On Fri, Dec 01, 2017 at 05:34:50PM -0500, Jason Baron wrote:
> hmmm...I'm not sure how this suggestion would change the locking rules
> from what we currently have. Right now, we use ep->lock, if we remove
> that and use ep->wq->lock instead, there is just a 1-to-1 mapping there
> that has not changed, since ep->wq->lock currently is completely not
> being used.

True.  The patch below survives the amazing complex booting and starting
systemd with lockdep enabled test.  Do we have something resembling a
epoll test suite?

diff --git a/fs/eventpoll.c b/fs/eventpoll.c
index afd548ebc328..2b2c5ac80e26 100644
--- a/fs/eventpoll.c
+++ b/fs/eventpoll.c
@@ -182,11 +182,10 @@ struct epitem {
  * This structure is stored inside the "private_data" member of the file
  * structure and represents the main data structure for the eventpoll
  * interface.
+ *
+ * Access to it is protected by the lock inside wq.
  */
 struct eventpoll {
-       /* Protect the access to this structure */
-       spinlock_t lock;
-
        /*
         * This mutex is used to ensure that files are not removed
         * while epoll is using them. This is held during the event
@@ -210,7 +209,7 @@ struct eventpoll {
        /*
         * This is a single linked list that chains all the "struct epitem" that
         * happened while transferring ready events to userspace w/out
-        * holding ->lock.
+        * holding ->wq.lock.
         */
        struct epitem *ovflist;
 
@@ -686,17 +685,17 @@ static int ep_scan_ready_list(struct eventpoll *ep,
         * because we want the "sproc" callback to be able to do it
         * in a lockless way.
         */
-       spin_lock_irqsave(&ep->lock, flags);
+       spin_lock_irqsave(&ep->wq.lock, flags);
        list_splice_init(&ep->rdllist, &txlist);
        ep->ovflist = NULL;
-       spin_unlock_irqrestore(&ep->lock, flags);
+       spin_unlock_irqrestore(&ep->wq.lock, flags);
 
        /*
         * Now call the callback function.
         */
        error = (*sproc)(ep, &txlist, priv);
 
-       spin_lock_irqsave(&ep->lock, flags);
+       spin_lock_irqsave(&ep->wq.lock, flags);
        /*
         * During the time we spent inside the "sproc" callback, some
         * other events might have been queued by the poll callback.
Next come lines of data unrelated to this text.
//! Builds a [`Labeler`] from environment variables.
//!
//! | Variable | Used for |
//! |---|---|
//! | `KARLCAM_CAMERAS_FILE` | Camera registry TOML; embedded registry when unset |
//! | `DATABASE_URL` / `KARLCAM_DB_PATH` | Label store (see [`karlcam_database::db`]) |
//! | `IMAGE_BUCKET` and friends | Image store (see [`karlcam_storage`]) |
//! | `VISION_PROVIDER` and API keys | Vision model (see [`karlcam_ai`]) |
//!
//! plus the settings read by [`LabelerConfig::from_env`].

use std::path::Path;
use std::sync::Arc;

use karlcam_ai::AiError;
use karlcam_ai::assessor::FogAssessor;
use karlcam_camera::RegistryError;
use karlcam_camera::image::HttpImageSource;
use karlcam_camera::registry::load_directory;
use karlcam_database::StoreError;
use karlcam_database::queries::DbLabelStore;
use karlcam_storage::StorageError;
use thiserror::Error;

use crate::{Labeler, LabelerConfig};

/// A collaborator could not be configured.
#[derive(Debug, Error)]
pub enum SetupError {
    /// Camera registry could not be loaded.
    #[error(transparent)]
    Registry(#[from] RegistryError),

    /// Label database could not be opened.
    #[error(transparent)]
    Store(#[from] StoreError),

    /// Image store is misconfigured.
    #[error(transparent)]
    Storage(#[from] StorageError),

    /// Vision provider is misconfigured.
    #[error(transparent)]
    Ai(#[from] AiError),

    /// Camera HTTP client could not be built.
    #[error("Failed to build image HTTP client: {0}")]
    Http(#[from] reqwest::Error),
}

/// Camera registry path from `KARLCAM_CAMERAS_FILE`, if set.
#[must_use]
pub fn cameras_file_from_env() -> Option<String> {
    std::env::var("KARLCAM_CAMERAS_FILE")
        .ok()
        .filter(|v| !v.trim().is_empty())
}

/// Connects every collaborator and returns a ready [`Labeler`].
///
/// # Errors
///
/// Returns [`SetupError`] naming the first collaborator that could not be
/// configured.
pub async fn labeler_from_env() -> Result<Labeler, SetupError> {
    let config = LabelerConfig::from_env();

    let cameras_file = cameras_file_from_env();
    let cameras = load_directory(cameras_file.as_deref().map(Path::new))?;

    let db = karlcam_database::db::connect_from_env().await?;
    let store = DbLabelStore::new(Arc::from(db));

    let images = karlcam_storage::image_store_from_env()?;
    let source = HttpImageSource::new(config.image_timeout)?;
    let assessor = FogAssessor::new(karlcam_ai::create_provider_from_env(config.vision_timeout)?);

    let identity = assessor.identity();
    log::info!(
        "Labeler ready: model {}/{}, max age {} min, environment {}",
        identity.name,
        identity.version,
        config.max_age.num_minutes(),
        config.source_environment
    );

    Ok(Labeler::new(
        Arc::new(cameras),
        Arc::new(store),
        Arc::from(images),
        Arc::new(source),
        assessor,
        config,
    ))
}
@@ -738,7 +737,7 @@ static int ep_scan_ready_list(struct eventpoll *ep,
                if (waitqueue_active(&ep->poll_wait))
                        pwake++;
        }
-       spin_unlock_irqrestore(&ep->lock, flags);
+       spin_unlock_irqrestore(&ep->wq.lock, flags);
 
        if (!ep_locked)
                mutex_unlock(&ep->mtx);
@@ -782,10 +781,10 @@ static int ep_remove(struct eventpoll *ep, struct epitem 
*epi)
 
        rb_erase_cached(&epi->rbn, &ep->rbr);
 
-       spin_lock_irqsave(&ep->lock, flags);
+       spin_lock_irqsave(&ep->wq.lock, flags);
        if (ep_is_linked(&epi->rdllink))
                list_del_init(&epi->rdllink);
-       spin_unlock_irqrestore(&ep->lock, flags);
+       spin_unlock_irqrestore(&ep->wq.lock, flags);
 
        wakeup_source_unregister(ep_wakeup_source(epi));
        /*
@@ -1015,7 +1014,6 @@ static int ep_alloc(struct eventpoll **pep)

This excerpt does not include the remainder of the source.